猝灭组件已在本文中进行了描述且在某些实施方式中可包括吸收材料。在这样的实施方式中，可通过将猝灭剂应用到吸收材料中来制造猝灭组件。这可通过本领域公知的任何技术来实现，诸如将液体移液到吸收材料上直到猝灭剂基本嵌入吸收材料中，或简单地使吸收材料吸收猝灭剂。吸收材料的饱和量可不同，只要足够量的猝灭剂被包含到吸收材料中以对至少一种测定试剂产生抑制效果。

在猝灭剂被添加到吸收材料之后，使吸收材料干燥。干燥步骤可通过任何合适的技术进行，例如冷冻干燥、通过温度升高的流动气体的干燥、或简单地通过使吸收材料中的水蒸发的被动干燥。

包含猝灭剂的吸收材料一旦干燥，便可如上所述地在制造过程期间被放置到流体装置中，在那里它可用来减少在流体装置内进行的测定中的光干扰。在流体装置内的放置可以是任一已知技术，而且可以简单地手动放置到流体装置中。如上所述，优选吸收材料被放置在废料室中适于收集在流体装置内使用的未结合的液体。

实施例

1×0.5英寸的Whatman#32玻璃纤维垫(物品10 372 968)用50uL的15％w/v 4-氨基-1,1-偶氮苯-3,4-二磺酸(0.4M)的水溶液浸渍并在“干燥箱”中干燥。

在利用碱性磷酸酶(来自牛肠)标记的试剂(在稀释的三羟甲基氨基甲烷(tris)缓冲液中浓度高达约10ug/mL的与半抗原或抗体偶联的AP酶)和如零售商所提供的Lumigen’sLumiphosTM 530或KPL PhosphoglowTM AP底物(两者均为二氧杂环丁烷且具有酶作用的酯化磷酸盐残基)(二氧杂环丁烷中的100uM)的测定中，其结果是废料室中约200uL的酶和200uL的底物，因此暴露给吸收材料。

在38,550次计数/秒(通过将流体装置放置在Molecular Devices M5光度计中以使废料室被访问)的初始发光率之后，在添加吸收材料之后，强度在几秒内降低至约100次计数/秒(光度计的噪声水平为约100次计数/秒)。换言之，超过99％的光干扰被消除。

偶氮苯以抑制方式作用在酶和底物上。酶通过试剂的酸度以及类似的其它机制失活。底物通过偶氮苯化学改性以使其不再是碱性磷酸酶的底物。

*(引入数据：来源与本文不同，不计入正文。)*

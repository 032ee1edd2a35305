//! Client configuration and the static scoreboard setup resource.

use std::path::Path;
use std::time::Duration;

use serde::{Deserialize, Serialize};
use serde_json::{Map, Value};
use tracing::warn;

use crate::error::{Result, ScoreboardError};
use crate::game::{GameState, DEFAULT_LAST_INNING};
use crate::protocol::ClientType;

/// Default capacity of the bounded event channel.
const DEFAULT_EVENT_CHANNEL_CAPACITY: usize = 256;

/// Default timeout for the graceful shutdown.
const DEFAULT_SHUTDOWN_TIMEOUT: Duration = Duration::from_secs(1);

/// Loopback relay address used inside the embedded desktop shell.
pub const EMBEDDED_RELAY_ADDR: &str = "127.0.0.1:8080";

/// Path of the relay's WebSocket endpoint.
pub const RELAY_PATH: &str = "/ws";

/// Background color used when the configured one is missing or invalid.
pub const DEFAULT_BACKGROUND_COLOR: &str = "#000000";

// ── PageContext ─────────────────────────────────────────────────────

/// Where the client runs, which decides the relay URL.
#[derive(Debug, Clone, PartialEq, Eq)]
pub struct PageContext {
    /// The hosting page was served over a secure scheme.
    pub secure: bool,
    /// Host (and port) of the hosting page.
    pub host: String,
    /// Running inside the embedded desktop shell.
    pub embedded: bool,
}

impl PageContext {
    /// A regular page served from `host`.
    pub fn hosted(host: impl Into<String>, secure: bool) -> Self {
        Self {
            secure,
            host: host.into(),
            embedded: false,
        }
    }

    /// The embedded desktop shell, talking to the bundled local relay.
    pub fn embedded() -> Self {
        Self {
            secure: false,
            host: EMBEDDED_RELAY_ADDR.to_owned(),
            embedded: true,
        }
    }

    /// The relay URL for this context.
    ///
    /// ```
    /// use scoreboard_sync::config::PageContext;
    ///
    /// assert_eq!(PageContext::hosted("board.local:3000", true).relay_url(), "wss://board.local:3000/ws");
    /// assert_eq!(PageContext::embedded().relay_url(), "ws://127.0.0.1:8080/ws");
    /// ```
    pub fn relay_url(&self) -> String {
        let scheme = if self.secure { "wss" } else { "ws" };
        let host = if self.embedded {
            EMBEDDED_RELAY_ADDR
        } else {
            self.host.as_str()
        };
        format!("{scheme}://{host}{RELAY_PATH}")
    }
}

impl Default for PageContext {
    fn default() -> Self {
        Self::embedded()
    }
}

// ── ReconnectPolicy ─────────────────────────────────────────────────

/// Exponential backoff settings for reconnection.
#[derive(Debug, Clone, Copy, PartialEq, Eq)]
pub struct ReconnectPolicy {
    pub base_delay: Duration,
    pub cap_delay: Duration,
    /// After this many failed retries the connection is given up for good.
    pub max_attempts: u32,
}

impl Default for ReconnectPolicy {
    fn default() -> Self {
        Self {
            base_delay: Duration::from_millis(1000),
            cap_delay: Duration::from_millis(30_000),
            max_attempts: 10,
        }
    }
}

impl ReconnectPolicy {
    /// `min(base * 2^attempts, cap)`.
    pub fn delay_for(&self, attempts: u32) -> Duration {
        let factor = 2u32.checked_pow(attempts).unwrap_or(u32::MAX);
        self.base_delay
            .checked_mul(factor)
            .map_or(self.cap_delay, |delay| delay.min(self.cap_delay))
    }
}

// ── ScoreboardConfig ────────────────────────────────────────────────

/// Configuration for a [`ScoreboardClient`](crate::ScoreboardClient).
///
/// # Example
///
/// ```
/// use scoreboard_sync::config::{PageContext, ScoreboardConfig};
/// use scoreboard_sync::protocol::ClientType;
/// use std::time::Duration;
///
/// let config = ScoreboardConfig::new(ClientType::Operation)
///     .with_page(PageContext::hosted("scores.example", true))
///     .with_shutdown_timeout(Duration::from_secs(2));
/// assert_eq!(config.relay_url(), "wss://scores.example/ws");
/// ```
#[derive(Debug, Clone)]
pub struct ScoreboardConfig {
    /// What this client declares itself as in the handshake.
    pub client_type: ClientType,
    pub page: PageContext,
    pub reconnect: ReconnectPolicy,
    /// State the model starts from before the relay sends anything.
    pub initial_state: GameState,
    /// Capacity of the bounded event channel.
    ///
    /// Events are dropped with a warning when the consumer falls behind.
    /// `Disconnected` is always delivered. Values below 1 are clamped to 1.
    pub event_channel_capacity: usize,
    /// Time allowed for the session to close its connection on shutdown
    /// before the task is aborted.
    pub shutdown_timeout: Duration,
}

impl ScoreboardConfig {
    pub fn new(client_type: ClientType) -> Self {
        Self {
            client_type,
            page: PageContext::default(),
            reconnect: ReconnectPolicy::default(),
            initial_state: GameState::default(),
            event_channel_capacity: DEFAULT_EVENT_CHANNEL_CAPACITY,
            shutdown_timeout: DEFAULT_SHUTDOWN_TIMEOUT,
        }
    }

    #[must_use]
    pub fn with_page(mut self, page: PageContext) -> Self {
        self.page = page;
        self
    }

    #[must_use]
    pub fn with_reconnect_policy(mut self, policy: ReconnectPolicy) -> Self {
        self.reconnect = policy;
        self
    }

    #[must_use]
    pub fn with_initial_state(mut self, state: GameState) -> Self {
        self.initial_state = state;
        self
    }

    /// Defaults to **256**. Values below 1 are clamped to 1.
    #[must_use]
    pub fn with_event_channel_capacity(mut self, capacity: usize) -> Self {
        self.event_channel_capacity = capacity.max(1);
        self
    }

    /// Defaults to **1 second**. Zero aborts the session immediately.
    #[must_use]
    pub fn with_shutdown_timeout(mut self, timeout: Duration) -> Self {
        self.shutdown_timeout = timeout;
        self
    }

    pub fn relay_url(&self) -> String {
        self.page.relay_url()
    }
}

// ── InitData ────────────────────────────────────────────────────────

/// The static setup resource (`init_data.json`).
///
/// Known keys are typed; everything else (dropdown options and similar UI
/// enumerations) is kept verbatim in `options`.
#[derive(Debug, Clone, PartialEq, Serialize, Deserialize)]
pub struct InitData {
    #[serde(default)]
    pub game_title: String,
    #[serde(default)]
    pub team_top: String,
    #[serde(default)]
    pub team_bottom: String,
    #[serde(default = "default_last_inning")]
    pub last_inning: u32,
    #[serde(default, skip_serializing_if = "Option::is_none")]
    pub background_color: Option<String>,
    #[serde(flatten)]
    pub options: Map<String, Value>,
}

fn default_last_inning() -> u32 {
    DEFAULT_LAST_INNING
}

impl Default for InitData {
    fn default() -> Self {
        Self {
            game_title: String::new(),
            team_top: String::new(),
            team_bottom: String::new(),
            last_inning: DEFAULT_LAST_INNING,
            background_color: None,
            options: Map::new(),
        }
    }
}

impl InitData {
    /// Parse the resource from JSON text.
    ///
    /// # Errors
    ///
    /// Returns [`ScoreboardError::Serialization`] for malformed JSON and
    /// [`ScoreboardError::InvalidConfig`] when `last_inning` is zero.
    pub fn from_json(text: &str) -> Result<Self> {
        let data: InitData = serde_json::from_str(text)?;
        if data.last_inning == 0 {
            return Err(ScoreboardError::InvalidConfig(
                "last_inning must be positive".into(),
            ));
        }
        Ok(data)
    }

    /// Read and parse the resource from disk.
    ///
    /// # Errors
    ///
    /// Returns [`ScoreboardError::Io`] if the file cannot be read, or any
    /// error from [`from_json`](Self::from_json).
    pub fn from_path(path: impl AsRef<Path>) -> Result<Self> {
        let text = std::fs::read_to_string(path)?;
        Self::from_json(&text)
    }

    /// A fresh pre-game state using these names and inning count.
    pub fn to_game_state(&self) -> GameState {
        GameState {
            title: self.game_title.clone(),
            team_top: self.team_top.clone(),
            team_bottom: self.team_bottom.clone(),
            last_inning: self.last_inning,
            ..GameState::default()
        }
    }

    /// Validated display background color, or the default.
    pub fn display_color(&self) -> String {
        display_color(self.background_color.as_deref())
    }
}

/// Validate a `#rgb` / `#rrggbb` color, case-insensitively.
///
/// Returns the lowercase six-digit form, or `None` if the input is not a
/// hex color.
///
/// ```
/// use scoreboard_sync::config::validate_hex_color;
///
/// assert_eq!(validate_hex_color("#abc").as_deref(), Some("#aabbcc"));
/// assert_eq!(validate_hex_color("#AABBCC").as_deref(), Some("#aabbcc"));
/// assert_eq!(validate_hex_color("#GGGGGG"), None);
/// ```
pub fn validate_hex_color(input: &str) -> Option<String> {
    let digits = input.strip_prefix('#')?;
    if !digits.chars().all(|c| c.is_ascii_hexdigit()) {
        return None;
    }
    let digits = digits.to_ascii_lowercase();
    match digits.len() {
        3 => {
            let mut out = String::with_capacity(7);
            out.push('#');
            for c in digits.chars() {
                out.push(c);
                out.push(c);
            }
            Some(out)
        }
        6 => Some(format!("#{digits}")),
        _ => None,
    }
}

/// Resolve an optional untrusted color to something safe to render.
pub fn display_color(input: Option<&str>) -> String {
    match input {
        None => DEFAULT_BACKGROUND_COLOR.to_owned(),
        Some(raw) => validate_hex_color(raw).unwrap_or_else(|| {
            warn!(
                "invalid background color {raw:?}, using {DEFAULT_BACKGROUND_COLOR}"
            );
            DEFAULT_BACKGROUND_COLOR.to_owned()
        }),
    }
}

#[cfg(test)]
#[allow(
    clippy::unwrap_used,
    clippy::expect_used,
    clippy::panic,
    clippy::indexing_slicing
)]
mod tests {
    use super::*;

    #[test]
    fn backoff_doubles_until_cap() {
        let policy = ReconnectPolicy::default();
        let delays: Vec<u64> = (0..8)
            .map(|n| policy.delay_for(n).as_millis() as u64)
            .collect();
        assert_eq!(
            delays,
            vec![1000, 2000, 4000, 8000, 16000, 30000, 30000, 30000]
        );
        assert_eq!(policy.delay_for(u32::MAX), Duration::from_millis(30_000));
    }

    #[test]
    fn relay_url_follows_page_scheme() {
        assert_eq!(
            PageContext::hosted("10.0.0.5:8080", false).relay_url(),
            "ws://10.0.0.5:8080/ws"
        );
        let secure_embedded = PageContext {
            secure: true,
            host: "ignored".into(),
            embedded: true,
        };
        assert_eq!(secure_embedded.relay_url(), "wss://127.0.0.1:8080/ws");
    }

    #[test]
    fn config_defaults() {
        let config = ScoreboardConfig::new(ClientType::Board);
        assert_eq!(config.event_channel_capacity, 256);
        assert_eq!(config.shutdown_timeout, Duration::from_secs(1));
        assert_eq!(config.reconnect.max_attempts, 10);
        assert_eq!(config.relay_url(), "ws://127.0.0.1:8080/ws");
    }

    #[test]
    fn event_channel_capacity_is_clamped_to_one() {
        let config = ScoreboardConfig::new(ClientType::Board).with_event_channel_capacity(0);
        assert_eq!(config.event_channel_capacity, 1);
    }

    #[test]
    fn hex_color_validation() {
        assert_eq!(validate_hex_color("#GGGGGG"), None);
        assert_eq!(validate_hex_color("#abc").as_deref(), Some("#aabbcc"));
        assert_eq!(validate_hex_color("#AABBCC").as_deref(), Some("#aabbcc"));
        assert_eq!(validate_hex_color("aabbcc"), None);
        assert_eq!(validate_hex_color("#abcd"), None);
        assert_eq!(validate_hex_color("#abc\" onload=\"x"), None);
        assert_eq!(display_color(Some("red")), DEFAULT_BACKGROUND_COLOR);
        assert_eq!(display_color(None), DEFAULT_BACKGROUND_COLOR);
        assert_eq!(display_color(Some("#0F0")), "#00ff00");
    }

    #[test]
    fn init_data_parses_and_keeps_options() {
        let data = InitData::from_json(
            r##"{
                "game_title": "Summer Cup",
                "team_top": "Yokohama",
                "team_bottom": "Shizuoka",
                "last_inning": 7,
                "background_color": "#123",
                "game_array": ["Round 1", "Final"]
            }"##,
        )
        .unwrap();
        assert_eq!(data.last_inning, 7);
        assert_eq!(data.display_color(), "#112233");
        assert!(data.options.contains_key("game_array"));

        let state = data.to_game_state();
        assert_eq!(state.title, "Summer Cup");
        assert_eq!(state.last_inning, 7);
        assert_eq!(state.inning, 0);
    }

    #[test]
    fn init_data_rejects_zero_innings() {
        let err = InitData::from_json(r#"{"last_inning": 0}"#).unwrap_err();
        assert!(matches!(err, ScoreboardError::InvalidConfig(_)));
    }

    #[test]
    fn default_init_data_plays_nine_innings() {
        let state = InitData::default().to_game_state();
        assert_eq!(state.last_inning, 9);

        let mut model = crate::game::GameStateModel::new(state);
        model.apply(&crate::game::Operation::AdvanceHalfInning);
        model.apply(&crate::game::Operation::AdvanceHalfInning);
        assert_eq!(model.state().inning, 1);
        assert_ne!(model.state().phase(), crate::game::GamePhase::Finished);
    }

    #[test]
    fn init_data_defaults_missing_fields() {
        let data = InitData::from_json("{}").unwrap();
        assert_eq!(data.last_inning, DEFAULT_LAST_INNING);
        assert!(data.background_color.is_none());
    }
}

虽然在本文中已经示出和描述了本发明的优选实施方式，但对本领域普通技术人员显而易见的是，这样的实施方式仅仅是作为示例而提供。本领域普通技术人员能想到不背离本发明的各种变化、改变、以及替换。应当理解在本文中描述的本发明各实施方式的各种替代方案可在实施本发明时采用。所附权利要求旨在限定本发明的范围，而且覆盖在这些权利要求的范围内的方法和结构及其等价物。